Handling Data & Dealing with Units
Aims
The major aim of this session is to familiarise you with best practice in the treatment of units when
working with physical data. As a secondary aim, it will also introduce you to the learning methods
that will be used throughout the Foundations of Chemistry module.
Reading
Before attempting the following exercises you should read through the following material.
Essential Reading
Read through the web pages found at
http://www.warwick.ac.uk/fac/sci/Chemistry/pmrodger/pmr/teaching/found/handling_data.htm
These pages can also be found from www.warwick.ac.uk/fac/sci/Chemistry/pmrodger/pmr.html by
following the link to teaching material, then the link for the Foundations Course.
Recommended Reading
(1) ch 1 & 7, “Quantities, Units and Symbols in Physical Chemistry”, Mills, Cvitas, Kallay,
Homann & Kuchitsu, Blackwell, 1988 (this is the IUPAC green book)
(2) pp 3–6 in Housecroft & Constable, “Chemistry” (but note the corrections in the essential
reading — especially in the section on “quantity calculus”.
(3) pp 28–50 in Kotz & Treichel, “Chemistry & Chemical Reactivity”
Tutorial Work
You should first attempt the exercises given below on your own.
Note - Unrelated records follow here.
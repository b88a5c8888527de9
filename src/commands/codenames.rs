use anyhow::Result;
use log::debug;

use crate::aptly::Aptly;
use crate::config::Config;
use crate::manager::Manager;
use crate::runtime::Runtime;

/// Print the codenames that would be managed, one per line.
#[tracing::instrument(skip(runtime, config))]
pub async fn codenames<R: Runtime>(runtime: &R, config: &Config) -> Result<()> {
    for codename in discover(runtime, config).await? {
        println!("{}", codename);
    }
    Ok(())
}

/// Codenames known to aptly after the include/exclude filters.
pub(crate) async fn discover<R: Runtime>(runtime: &R, config: &Config) -> Result<Vec<String>> {
    let aptly = Aptly::from_config(runtime, config);
    let found = Manager::find_codenames(&aptly, &config.root).await?;
    debug!("aptly knows codenames: {:?}", found);
    Ok(config.filter_codenames(found))
}
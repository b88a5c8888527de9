//! Parser for `repo search` output.

use std::collections::BTreeMap;

use crate::error::RepoError;
use crate::package::{Arch, PackageMetadata, Version, sort_packages};

/// Value aptly prints for a missing template field.
const NO_VALUE: &str = "<no value>";

/// Parse one `name|version|arch|source` line.
///
/// Blank lines yield `Ok(None)`. `origin` becomes the record's `os`.
pub fn parse_record(
    line: &str,
    catalog_arch: &Arch,
    origin: &str,
) -> Result<Option<PackageMetadata>, RepoError> {
    let line = line.trim();
    if line.is_empty() {
        return Ok(None);
    }

    let fields: Vec<&str> = line.split('|').map(str::trim).collect();
    let [name, version, arch, source] = fields[..] else {
        return Err(RepoError::MalformedRecord {
            line: line.to_string(),
            fields: fields.len(),
        });
    };

    let version = Version::parse(version)?;
    let arch = arch.parse::<Arch>().unwrap_or_else(|_| catalog_arch.clone());
    let source_name = source_name(name, source, &arch);

    let mut package = PackageMetadata::new(name, version, "", arch, source_name, origin);
    package.path = package.filename();
    Ok(Some(package))
}

/// Source packages are their own source. Binaries fall back to their own
/// name when aptly reports no source; a `name (version)` source keeps the
/// name only.
fn source_name<'l>(name: &'l str, source: &'l str, arch: &Arch) -> &'l str {
    if arch.is_source() || source.is_empty() || source == NO_VALUE {
        return name;
    }
    source.split_whitespace().next().unwrap_or(name)
}

/// Parse a whole listing into sorted per-name lists.
///
/// Any malformed line fails the whole listing so that no partial catalog is
/// ever built.
pub fn parse_listing<S: AsRef<str>>(
    lines: &[S],
    catalog_arch: &Arch,
    origin: &str,
) -> Result<BTreeMap<String, Vec<PackageMetadata>>, RepoError> {
    let mut packages: BTreeMap<String, Vec<PackageMetadata>> = BTreeMap::new();
    for line in lines {
        if let Some(package) = parse_record(line.as_ref(), catalog_arch, origin)? {
            packages
                .entry(package.name.clone())
                .or_default()
                .push(package);
        }
    }
    for list in packages.values_mut() {
        sort_packages(list);
    }
    Ok(packages)
}
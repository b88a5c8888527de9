//! Subcommand implementations behind the `debrepo` binary.
//!
//! Each command resolves what it needs from the [`Config`](crate::config::Config),
//! talks to aptly through the runtime and prints its result to stdout.

mod codenames;
mod list;
mod promote;
mod publish;

pub use codenames::codenames;
pub use list::{ListFilter, list};
pub use promote::promote;
pub use publish::publish;
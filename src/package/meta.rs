use std::cmp::Ordering;
use std::fmt;
use std::str::FromStr;

use super::version::{Release, Version, VersionComparator};

/// Architecture of a package artifact.
#[derive(Debug, Clone, PartialEq, Eq, Hash, PartialOrd, Ord)]
pub enum Arch {
    /// Source package (`src`, also accepted as `source`)
    Source,
    /// Architecture independent binary
    All,
    /// Binary for a concrete architecture (e.g. "amd64")
    Binary(String),
}

impl Arch {
    /// Key of the catalog this arch is stored in within a codename.
    /// `all` packages live in the source catalog.
    pub fn catalog_key(&self) -> &str {
        match self {
            Arch::Source | Arch::All => "src",
            Arch::Binary(name) => name,
        }
    }

    pub fn is_source(&self) -> bool {
        matches!(self, Arch::Source)
    }
}

impl fmt::Display for Arch {
    fn fmt(&self, f: &mut fmt::Formatter<'_>) -> fmt::Result {
        match self {
            Arch::Source => write!(f, "src"),
            Arch::All => write!(f, "all"),
            Arch::Binary(name) => write!(f, "{}", name),
        }
    }
}

impl FromStr for Arch {
    type Err = anyhow::Error;

    fn from_str(s: &str) -> Result<Self, Self::Err> {
        match s.trim() {
            "" => anyhow::bail!("Architecture must not be empty"),
            "src" | "source" => Ok(Arch::Source),
            "all" => Ok(Arch::All),
            other => Ok(Arch::Binary(other.to_string())),
        }
    }
}

/// One package artifact tracked in a catalog.
///
/// Values are never mutated in place; [`relocated`](Self::relocated) builds
/// the copy stored when a package is added to another catalog.
#[derive(Debug, Clone)]
pub struct PackageMetadata {
    pub name: String,
    pub version: Version,
    pub path: String,
    pub arch: Arch,
    pub source_name: String,
    /// Origin as `<codename>-<release>`
    pub os: String,
}

impl PackageMetadata {
    pub fn new(
        name: &str,
        version: Version,
        path: &str,
        arch: Arch,
        source_name: &str,
        os: &str,
    ) -> Self {
        Self {
            name: name.to_string(),
            version,
            path: path.to_string(),
            arch,
            source_name: source_name.to_string(),
            os: os.to_string(),
        }
    }

    /// Copy of this record with a new path and origin.
    pub fn relocated(&self, path: &str, os: &str) -> Self {
        Self {
            path: path.to_string(),
            os: os.to_string(),
            ..self.clone()
        }
    }

    /// Canonical artifact filename used by the repository tool.
    ///
    /// - source: `{name}_{version}-{release}.dsc`
    /// - binary: `{name}_{version}-{release}_{arch}.deb`
    ///
    /// A wildcard release drops the `-{release}` part.
    pub fn filename(&self) -> String {
        let version = match self.version.release() {
            Release::Any => self.version.upstream().to_string(),
            Release::Exact(r) => format!("{}-{}", self.version.upstream(), r),
        };
        match &self.arch {
            Arch::Source => format!("{}_{}.dsc", self.name, version),
            arch => format!("{}_{}_{}.deb", self.name, version, arch),
        }
    }

    /// Codename part of [`os`](Self::os).
    pub fn codename(&self) -> &str {
        self.os.split('-').next().unwrap_or(&self.os)
    }

    /// Ascending by name (byte-wise), then by [`VersionComparator::total_cmp`].
    pub fn compare(&self, other: &Self) -> Ordering {
        self.name
            .cmp(&other.name)
            .then_with(|| VersionComparator::total_cmp(&self.version, &other.version))
    }
}

impl fmt::Display for PackageMetadata {
    fn fmt(&self, f: &mut fmt::Formatter<'_>) -> fmt::Result {
        writeln!(f, "Name: {}", self.name)?;
        writeln!(f, "Version: {}", self.version.upstream())?;
        writeln!(f, "Release: {}", self.version.release())?;
        writeln!(f, "Path: {}", self.path)?;
        writeln!(f, "Arch: {}", self.arch)?;
        writeln!(f, "Source: {}", self.source_name)?;
        writeln!(f, "OS: {}", self.os)
    }
}

/// Sort a per-name package list in place.
pub fn sort_packages(packages: &mut [PackageMetadata]) {
    packages.sort_by(|a, b| a.compare(b));
}

#[cfg(test)]
mod tests {
    use super::*;

    fn pkg(name: &str, version: &str, arch: Arch) -> PackageMetadata {
        PackageMetadata::new(
            name,
            Version::parse(version).unwrap(),
            "",
            arch,
            name,
            "wheezy-unstable",
        )
    }

    #[test]
    fn test_filename_source() {
        let p = pkg("globus-common", "15.0-1", Arch::Source);
        assert_eq!(p.filename(), "globus-common_15.0-1.dsc");
    }

    #[test]
    fn test_filename_binary() {
        let p = pkg("libglobus-common0", "15.0-1", Arch::Binary("amd64".into()));
        assert_eq!(p.filename(), "libglobus-common0_15.0-1_amd64.deb");

        let p = pkg("globus-common-doc", "15.0-1", Arch::All);
        assert_eq!(p.filename(), "globus-common-doc_15.0-1_all.deb");
    }

    #[test]
    fn test_filename_wildcard_release() {
        let p = pkg("native", "3.2", Arch::Source);
        assert_eq!(p.filename(), "native_3.2.dsc");
    }

    #[test]
    fn test_compare_by_name_then_version() {
        let a = pkg("alpha", "9.0-1", Arch::Source);
        let b = pkg("beta", "1.0-1", Arch::Source);
        let b2 = pkg("beta", "1.0-2", Arch::Source);
        let b3 = pkg("beta", "1.10-1", Arch::Source);

        assert_eq!(a.compare(&b), Ordering::Less);
        assert_eq!(b.compare(&b2), Ordering::Less);
        assert_eq!(b2.compare(&b3), Ordering::Less);
        assert_eq!(b3.compare(&b), Ordering::Greater);
    }

    #[test]
    fn test_sort_packages_is_idempotent() {
        let mut list = vec![
            pkg("foo", "1.10-1", Arch::Source),
            pkg("foo", "1.2-3", Arch::Source),
            pkg("foo", "1.2", Arch::Source),
            pkg("foo", "1.2-10", Arch::Source),
            pkg("foo", "0.9-1", Arch::Source),
        ];
        sort_packages(&mut list);
        let once: Vec<String> = list.iter().map(|p| p.version.to_string()).collect();
        assert_eq!(once, vec!["0.9-1", "1.2", "1.2-10", "1.2-3", "1.10-1"]);

        sort_packages(&mut list);
        let twice: Vec<String> = list.iter().map(|p| p.version.to_string()).collect();
        assert_eq!(once, twice);
    }

    #[test]
    fn test_relocated_keeps_identity() {
        let p = pkg("foo", "1.0-1", Arch::Binary("i386".into()));
        let moved = p.relocated("pool/foo_1.0-1_i386.deb", "trusty-stable");
        assert_eq!(moved.name, "foo");
        assert_eq!(moved.version.to_string(), "1.0-1");
        assert_eq!(moved.arch, Arch::Binary("i386".into()));
        assert_eq!(moved.path, "pool/foo_1.0-1_i386.deb");
        assert_eq!(moved.os, "trusty-stable");
        assert_eq!(moved.codename(), "trusty");
        assert_eq!(p.os, "wheezy-unstable");
    }

    #[test]
    fn test_arch_parse_and_catalog_key() {
        assert_eq!("source".parse::<Arch>().unwrap(), Arch::Source);
        assert_eq!("src".parse::<Arch>().unwrap(), Arch::Source);
        assert_eq!("all".parse::<Arch>().unwrap(), Arch::All);
        assert_eq!("amd64".parse::<Arch>().unwrap(), Arch::Binary("amd64".into()));
        assert!("".parse::<Arch>().is_err());

        assert_eq!(Arch::All.catalog_key(), "src");
        assert_eq!(Arch::Source.catalog_key(), "src");
        assert_eq!(Arch::Binary("i386".into()).catalog_key(), "i386");
    }

    #[test]
    fn test_display() {
        let p = pkg("foo", "1.0-1", Arch::Source);
        let text = p.to_string();
        assert!(text.contains("Name: foo\n"));
        assert!(text.contains("Version: 1.0\n"));
        assert!(text.contains("Release: 1\n"));
        assert!(text.contains("OS: wheezy-unstable\n"));
    }
}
You should then meet with your
self-help group to prepare a single set of answers for the group. This set of answers should left in
my mailbox (P.M. Rodger, 4th floor of Chemistry, beside the lift and stairwell) by 10 am Friday
morning. These questions will then be discussed in the workshop on Friday afternoon.
Office Hours
Thursday October 3, 2–4 pm, room B510
Exercises
(1)
Convert:
(2)
1 dm3
to
m3
1 cm–1
to
m–1
1 g cm–3 to
kg m–3
2 km s–1 to
Å ps–1 (this is the average speed of an H2 molecule at 300 K)
Write out the following in SI base units, and replacing the prefix by the appropriate power
of 10.
3 picosecond
5 terawatt
6 gigahertz
7 nanometer
(3)
Convert the following into appropriate SI units (conversion factors can be found in the
essential and recommended reading)
36.2 kcal mol–1
13.6 eV (the ionisation energy of an H atom)
30 miles per hour
25 mTorr
35.5 u (u is the unified atomic mass unit, also sometimes called the dalton)
(4)
A typical plant producing ammonia by the Haber process operates at 2.1 × 104 kN m–2 and
852 K (using a catalyst). How many moles of gas are there, under these conditions, in a
vessel of volume 125 m3 containing the equilibrium mixture?
(5)
The osmotic pressure, η, of a solution is related to the concentration (molarity), c, by the
expression
η = cRT
where T is the temperature and R is the gas constant. The concentration may further be
related to the mass concentration (mass per volume), m, of the solution and molar mass, M,
of the solute:
c = m/M
If a 3.87 g dm–3 solution of polyvinyl chloride (pvc) in dioxan gives an osmotic pressure of
63.1 Pa at 19°C, calculate the molar mass of the pvc.
(6)
Draw axes and label them appropriately for a plot of concentration against time. Assume
that the data has been given in mol dm–3 and min–1.
(7)
Imagine you have carried out an experiment to measure the pressure of a sample of gas as a
function of temperature. What would be the column headings in a table of your results?